The word "priority" may appear in some lines of the data; copy every such line.

▸ **Information provided**
Segment Open
use serde_json::Value;

use crate::rules::VirtualBillingRule;

/// Everything a template needs to synthesize a rule for one lookup.
#[derive(Debug, Clone)]
pub struct RuleTemplateContext {
    pub global_config: Value,
    pub model_config: Option<Value>,
    pub provider_id: Option<i64>,
    pub model_name: String,
    /// Already normalized (`cli` folded into `chat`).
    pub task_type: String,
}

pub type MatchFn = fn(&RuleTemplateContext) -> bool;
pub type BuildFn = fn(&RuleTemplateContext) -> VirtualBillingRule;

/// A code-defined billing template. Adding a billing mode means adding a
/// module under `rule_defs` and listing it in `discover_rule_templates`.
#[derive(Debug, Clone, Copy)]
pub struct CodeBillingRuleTemplate {
    pub name: &'static str,
    pub description: &'static str,
    /// Billing-domain task types; `cli` never appears here.
    pub task_types: &'static [&'static str],
    pub priority: i32,
    pub matches: Option<MatchFn>,
    pub build: BuildFn,
}

impl CodeBillingRuleTemplate {
    pub fn supports(&self, task_type: &str) -> bool {
        self.task_types
            .iter()
            .any(|t| t.eq_ignore_ascii_case(task_type))
    }
}

/// All built-in templates, highest priority first (stable within a module).
pub fn discover_rule_templates() -> Vec<CodeBillingRuleTemplate> {
    let mut templates = crate::rule_defs::universal::TEMPLATES.to_vec();
    templates.sort_by_key(|t| std::cmp::Reverse(t.priority));
    templates
}

/// Resolve the highest-priority template that supports and matches the
/// context, then build its rule.
pub fn resolve_template_rule(ctx: &RuleTemplateContext) -> Option<VirtualBillingRule> {
    for template in discover_rule_templates() {
        if !template.supports(&ctx.task_type) {
            continue;
        }
        if let Some(matches) = template.matches
            && !matches(ctx)
        {
            continue;
        }
        return Some((template.build)(ctx));
    }
    None
}

#[cfg(test)]
mod tests {
    use super::*;
    use serde_json::json;

    fn ctx(task_type: &str) -> RuleTemplateContext {
        RuleTemplateContext {
            global_config: json!({"billing": {"price": {"input_per_1m": 3.0}}}),
            model_config: None,
            provider_id: Some(1),
            model_name: "gpt-4o".to_string(),
            task_type: task_type.to_string(),
        }
    }

    #[test]
    fn universal_template_covers_all_task_types() {
        for task in ["chat", "video", "image", "audio"] {
            let rule = resolve_template_rule(&ctx(task)).unwrap();
            assert!(rule.expression.contains("video_cost"));
            assert!(rule.is_virtual);
        }
    }
}
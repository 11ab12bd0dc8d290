use sea_orm::entity::prelude::*;
use time::OffsetDateTime;

#[sea_orm::model]
#[derive(Clone, Debug, PartialEq, DeriveEntityModel)]
#[sea_orm(table_name = "provider_endpoints")]
pub struct Model {
    #[sea_orm(primary_key)]
    pub id: i64,
    pub provider_id: i64,
    pub api_family: String,
    pub endpoint_kind: String,
    pub base_url: String,
    /// `{enabled, accept_formats, reject_formats, stream_conversion}`.
    pub format_acceptance_config: Option<Json>,
    /// Rewrite directives applied to outbound bodies.
    pub body_rules: Option<Json>,
    pub extra_headers: Option<Json>,
    pub is_active: bool,
    pub created_at: OffsetDateTime,
    pub updated_at: OffsetDateTime,
}

impl ActiveModelBehavior for ActiveModel {}
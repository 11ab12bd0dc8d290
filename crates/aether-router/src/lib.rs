mod error;
mod proxy;

pub use error::{error_response, unauthorized};
pub use proxy::{ProxyState, proxy_router};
Segment Closed
▸ **Reply to the exercise**
    pub priority: i32,
/// All built-in templates, highest priority first (stable within a module).
    templates.sort_by_key(|t| std::cmp::Reverse(t.priority));
/// Resolve the highest-priority template that supports and matches the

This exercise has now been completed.